**SUPPLIED INFORMATION**

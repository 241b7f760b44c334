//! Metric derivation from raw snapshots
//!
//! Pure functions: the same snapshot always yields the same result, and
//! undefined inputs (no elapsed time, no limit, unknown platform) degrade to
//! `0.0` instead of failing. Formulas follow the Docker CLI's `docker stats`.

use crate::models::{CalculatedMetrics, ContainerRef, PlatformTag, RawSnapshot};

/// CPU utilization in percent of a single core (linux can exceed 100)
pub fn cpu_percentage(platform: PlatformTag, snapshot: &RawSnapshot) -> f64 {
    match platform {
        PlatformTag::Linux => linux_cpu_percentage(snapshot),
        PlatformTag::Windows => windows_cpu_percentage(snapshot),
        PlatformTag::Unknown => 0.0,
    }
}

fn linux_cpu_percentage(snapshot: &RawSnapshot) -> f64 {
    let now = &snapshot.cpu_stats;
    let prev = &snapshot.precpu_stats;

    // Signed deltas: a counter that went backwards must not wrap around
    let cpu_delta = now.cpu_usage.total_usage as f64 - prev.cpu_usage.total_usage as f64;
    let system_delta = now.system_cpu_usage as f64 - prev.system_cpu_usage as f64;

    let online_cpus = match now.online_cpus {
        0 => now.cpu_usage.percpu_usage.len() as f64,
        n => n as f64,
    };

    if system_delta > 0.0 && cpu_delta > 0.0 {
        (cpu_delta / system_delta) * online_cpus * 100.0
    } else {
        0.0
    }
}

fn windows_cpu_percentage(snapshot: &RawSnapshot) -> f64 {
    // Windows reports CPU time in 100ns intervals
    let elapsed_intervals = match (snapshot.read, snapshot.preread) {
        (Some(read), Some(preread)) => (read - preread).num_nanoseconds().unwrap_or(0) / 100,
        _ => 0,
    };
    let possible_intervals = elapsed_intervals as f64 * f64::from(snapshot.num_procs);
    let used_intervals = snapshot.cpu_stats.cpu_usage.total_usage as f64
        - snapshot.precpu_stats.cpu_usage.total_usage as f64;

    if possible_intervals > 0.0 {
        used_intervals / possible_intervals * 100.0
    } else {
        0.0
    }
}

/// Memory in use, in bytes.
///
/// On linux this is `usage - cache`. The result is not clamped: a daemon
/// reporting more cache than usage produces a negative value, which is
/// passed through to the output unchanged.
pub fn memory_usage(platform: PlatformTag, snapshot: &RawSnapshot) -> f64 {
    let memory = &snapshot.memory_stats;
    match platform {
        PlatformTag::Linux => memory.usage as f64 - memory.cache() as f64,
        PlatformTag::Windows => memory.privateworkingset as f64,
        PlatformTag::Unknown => 0.0,
    }
}

/// Memory limit in bytes; only linux surfaces one
pub fn memory_limit(platform: PlatformTag, snapshot: &RawSnapshot) -> f64 {
    match platform {
        PlatformTag::Linux => snapshot.memory_stats.limit as f64,
        PlatformTag::Windows | PlatformTag::Unknown => 0.0,
    }
}

/// Memory usage as a percentage of the limit; 0 when there is no limit
pub fn memory_percentage(platform: PlatformTag, snapshot: &RawSnapshot) -> f64 {
    let limit = memory_limit(platform, snapshot);
    if limit != 0.0 {
        memory_usage(platform, snapshot) / limit * 100.0
    } else {
        0.0
    }
}

/// Derive the full output record for one snapshot
pub fn calculate(
    container: &ContainerRef,
    platform: PlatformTag,
    snapshot: &RawSnapshot,
) -> CalculatedMetrics {
    CalculatedMetrics {
        os: platform,
        id: container.id.clone(),
        name: container.display_name().to_string(),
        image: container.image.clone(),
        cpu_percentage: cpu_percentage(platform, snapshot),
        memory_usage: memory_usage(platform, snapshot),
        memory_limit: memory_limit(platform, snapshot),
        memory_percentage: memory_percentage(platform, snapshot),
    }
}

**WHAT TO DO**
Look through the listing above. Pick out each line with "CalculatedMetrics" and copy it.

**EXERCISE ANSWER**
use crate::models::{CalculatedMetrics, ContainerRef, PlatformTag, RawSnapshot};
) -> CalculatedMetrics {
    CalculatedMetrics {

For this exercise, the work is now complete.